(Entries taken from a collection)
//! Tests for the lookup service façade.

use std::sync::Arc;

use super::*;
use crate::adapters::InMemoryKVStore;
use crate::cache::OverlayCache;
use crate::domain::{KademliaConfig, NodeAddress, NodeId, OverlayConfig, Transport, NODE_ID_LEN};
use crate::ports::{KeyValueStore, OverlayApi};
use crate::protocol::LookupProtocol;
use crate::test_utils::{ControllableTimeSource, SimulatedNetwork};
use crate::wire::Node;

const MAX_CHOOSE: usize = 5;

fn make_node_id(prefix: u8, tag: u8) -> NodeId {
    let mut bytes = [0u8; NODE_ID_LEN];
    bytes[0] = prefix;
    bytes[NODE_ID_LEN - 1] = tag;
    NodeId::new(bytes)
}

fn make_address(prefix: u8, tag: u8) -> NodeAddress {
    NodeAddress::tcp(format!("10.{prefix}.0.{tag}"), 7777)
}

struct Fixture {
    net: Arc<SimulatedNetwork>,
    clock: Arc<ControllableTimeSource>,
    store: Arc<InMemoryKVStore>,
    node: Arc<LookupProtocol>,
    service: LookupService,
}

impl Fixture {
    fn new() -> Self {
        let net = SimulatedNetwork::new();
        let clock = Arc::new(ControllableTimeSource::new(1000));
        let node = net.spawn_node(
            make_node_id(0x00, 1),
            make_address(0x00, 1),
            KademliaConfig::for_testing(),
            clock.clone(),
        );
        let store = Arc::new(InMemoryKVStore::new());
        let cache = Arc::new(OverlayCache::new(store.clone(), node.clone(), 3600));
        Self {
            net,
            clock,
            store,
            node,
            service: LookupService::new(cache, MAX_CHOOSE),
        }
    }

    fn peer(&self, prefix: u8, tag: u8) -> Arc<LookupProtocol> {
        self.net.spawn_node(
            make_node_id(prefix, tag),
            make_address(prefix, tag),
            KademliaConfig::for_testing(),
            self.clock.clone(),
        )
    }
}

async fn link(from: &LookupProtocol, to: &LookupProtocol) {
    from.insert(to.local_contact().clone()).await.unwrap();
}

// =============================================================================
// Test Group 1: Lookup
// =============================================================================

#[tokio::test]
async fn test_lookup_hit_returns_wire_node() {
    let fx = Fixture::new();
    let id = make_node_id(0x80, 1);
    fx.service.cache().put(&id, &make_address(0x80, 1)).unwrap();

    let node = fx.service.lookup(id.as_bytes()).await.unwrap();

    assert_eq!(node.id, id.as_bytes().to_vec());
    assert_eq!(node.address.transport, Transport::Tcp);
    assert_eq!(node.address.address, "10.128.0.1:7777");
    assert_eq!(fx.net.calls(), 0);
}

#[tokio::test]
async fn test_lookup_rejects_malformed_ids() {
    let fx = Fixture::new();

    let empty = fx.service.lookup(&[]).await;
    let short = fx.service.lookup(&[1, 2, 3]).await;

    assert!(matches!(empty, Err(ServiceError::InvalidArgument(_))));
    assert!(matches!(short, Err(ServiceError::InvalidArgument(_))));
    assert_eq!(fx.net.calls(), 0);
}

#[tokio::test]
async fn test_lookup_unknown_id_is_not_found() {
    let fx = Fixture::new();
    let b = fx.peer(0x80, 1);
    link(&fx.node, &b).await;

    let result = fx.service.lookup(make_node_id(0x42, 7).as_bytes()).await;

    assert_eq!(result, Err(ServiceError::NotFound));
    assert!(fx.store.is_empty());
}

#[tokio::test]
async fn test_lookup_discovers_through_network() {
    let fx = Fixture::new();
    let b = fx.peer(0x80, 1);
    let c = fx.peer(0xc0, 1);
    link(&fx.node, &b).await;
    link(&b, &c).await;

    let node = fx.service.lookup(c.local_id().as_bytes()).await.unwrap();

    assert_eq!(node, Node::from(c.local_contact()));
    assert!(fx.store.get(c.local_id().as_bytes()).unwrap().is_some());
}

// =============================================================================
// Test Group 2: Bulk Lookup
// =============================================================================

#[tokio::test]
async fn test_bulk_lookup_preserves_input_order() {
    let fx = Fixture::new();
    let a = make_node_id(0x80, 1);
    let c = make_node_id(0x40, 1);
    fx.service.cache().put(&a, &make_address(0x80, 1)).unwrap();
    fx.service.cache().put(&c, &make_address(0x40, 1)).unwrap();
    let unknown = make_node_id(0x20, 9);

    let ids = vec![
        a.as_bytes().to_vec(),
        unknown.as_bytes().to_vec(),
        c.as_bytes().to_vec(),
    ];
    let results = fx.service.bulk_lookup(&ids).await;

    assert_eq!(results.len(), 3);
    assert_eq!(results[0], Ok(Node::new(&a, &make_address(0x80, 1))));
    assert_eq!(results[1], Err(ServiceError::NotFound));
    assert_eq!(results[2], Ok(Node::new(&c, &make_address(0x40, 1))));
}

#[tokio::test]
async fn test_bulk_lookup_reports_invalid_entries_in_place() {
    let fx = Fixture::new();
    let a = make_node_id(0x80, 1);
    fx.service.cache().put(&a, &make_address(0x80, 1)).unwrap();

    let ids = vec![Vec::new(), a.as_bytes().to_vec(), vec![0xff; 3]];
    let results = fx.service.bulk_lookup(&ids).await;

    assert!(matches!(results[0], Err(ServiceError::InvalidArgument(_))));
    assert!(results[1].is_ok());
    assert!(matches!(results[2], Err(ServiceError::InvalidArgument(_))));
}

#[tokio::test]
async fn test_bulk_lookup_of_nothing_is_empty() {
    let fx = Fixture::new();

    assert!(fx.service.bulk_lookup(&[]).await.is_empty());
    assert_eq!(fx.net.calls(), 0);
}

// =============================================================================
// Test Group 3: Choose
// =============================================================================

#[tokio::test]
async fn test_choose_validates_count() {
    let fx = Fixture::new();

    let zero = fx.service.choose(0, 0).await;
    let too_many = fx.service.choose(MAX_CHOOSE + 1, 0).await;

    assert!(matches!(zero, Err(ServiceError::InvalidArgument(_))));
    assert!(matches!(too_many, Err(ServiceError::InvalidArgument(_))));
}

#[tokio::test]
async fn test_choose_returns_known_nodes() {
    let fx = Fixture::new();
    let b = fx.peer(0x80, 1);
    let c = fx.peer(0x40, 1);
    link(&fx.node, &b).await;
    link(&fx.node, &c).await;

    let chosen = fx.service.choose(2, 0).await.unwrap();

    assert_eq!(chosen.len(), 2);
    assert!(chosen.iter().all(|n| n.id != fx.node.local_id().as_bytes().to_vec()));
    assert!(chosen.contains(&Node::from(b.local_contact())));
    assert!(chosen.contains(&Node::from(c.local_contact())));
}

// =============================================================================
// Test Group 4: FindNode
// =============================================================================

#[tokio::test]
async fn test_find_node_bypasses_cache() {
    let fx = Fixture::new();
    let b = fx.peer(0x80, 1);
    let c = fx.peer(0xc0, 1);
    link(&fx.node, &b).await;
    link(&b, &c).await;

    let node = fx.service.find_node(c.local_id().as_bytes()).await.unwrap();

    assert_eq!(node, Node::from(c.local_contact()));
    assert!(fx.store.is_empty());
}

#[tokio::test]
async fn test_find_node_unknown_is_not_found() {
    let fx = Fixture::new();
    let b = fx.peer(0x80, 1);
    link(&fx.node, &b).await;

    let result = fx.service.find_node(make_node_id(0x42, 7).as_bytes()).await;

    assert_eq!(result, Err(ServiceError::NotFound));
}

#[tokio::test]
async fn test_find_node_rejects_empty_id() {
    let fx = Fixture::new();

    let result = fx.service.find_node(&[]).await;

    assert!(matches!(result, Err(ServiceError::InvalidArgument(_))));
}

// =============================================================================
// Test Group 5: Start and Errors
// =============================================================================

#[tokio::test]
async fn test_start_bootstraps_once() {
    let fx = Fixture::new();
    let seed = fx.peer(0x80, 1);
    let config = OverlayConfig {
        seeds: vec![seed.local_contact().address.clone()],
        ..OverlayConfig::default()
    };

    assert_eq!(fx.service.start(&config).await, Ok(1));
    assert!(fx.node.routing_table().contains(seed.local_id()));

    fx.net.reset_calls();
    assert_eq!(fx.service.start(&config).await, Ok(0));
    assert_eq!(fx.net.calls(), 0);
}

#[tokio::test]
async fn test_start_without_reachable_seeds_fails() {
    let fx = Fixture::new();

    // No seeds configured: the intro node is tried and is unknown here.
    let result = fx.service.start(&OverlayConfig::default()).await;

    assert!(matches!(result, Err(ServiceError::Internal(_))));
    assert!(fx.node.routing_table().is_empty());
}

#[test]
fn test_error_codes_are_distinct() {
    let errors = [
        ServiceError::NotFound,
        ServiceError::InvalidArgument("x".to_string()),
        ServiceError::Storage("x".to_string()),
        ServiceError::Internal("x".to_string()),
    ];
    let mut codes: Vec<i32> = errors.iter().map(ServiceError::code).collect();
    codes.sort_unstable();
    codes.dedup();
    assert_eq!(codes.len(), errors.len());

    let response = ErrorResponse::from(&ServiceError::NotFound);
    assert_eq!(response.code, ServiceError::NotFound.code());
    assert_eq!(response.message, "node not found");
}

# Task item:
Filter the records above for the string "zero" and copy each matching line.

# Solved problem:
    let zero = fx.service.choose(0, 0).await;
    assert!(matches!(zero, Err(ServiceError::InvalidArgument(_))));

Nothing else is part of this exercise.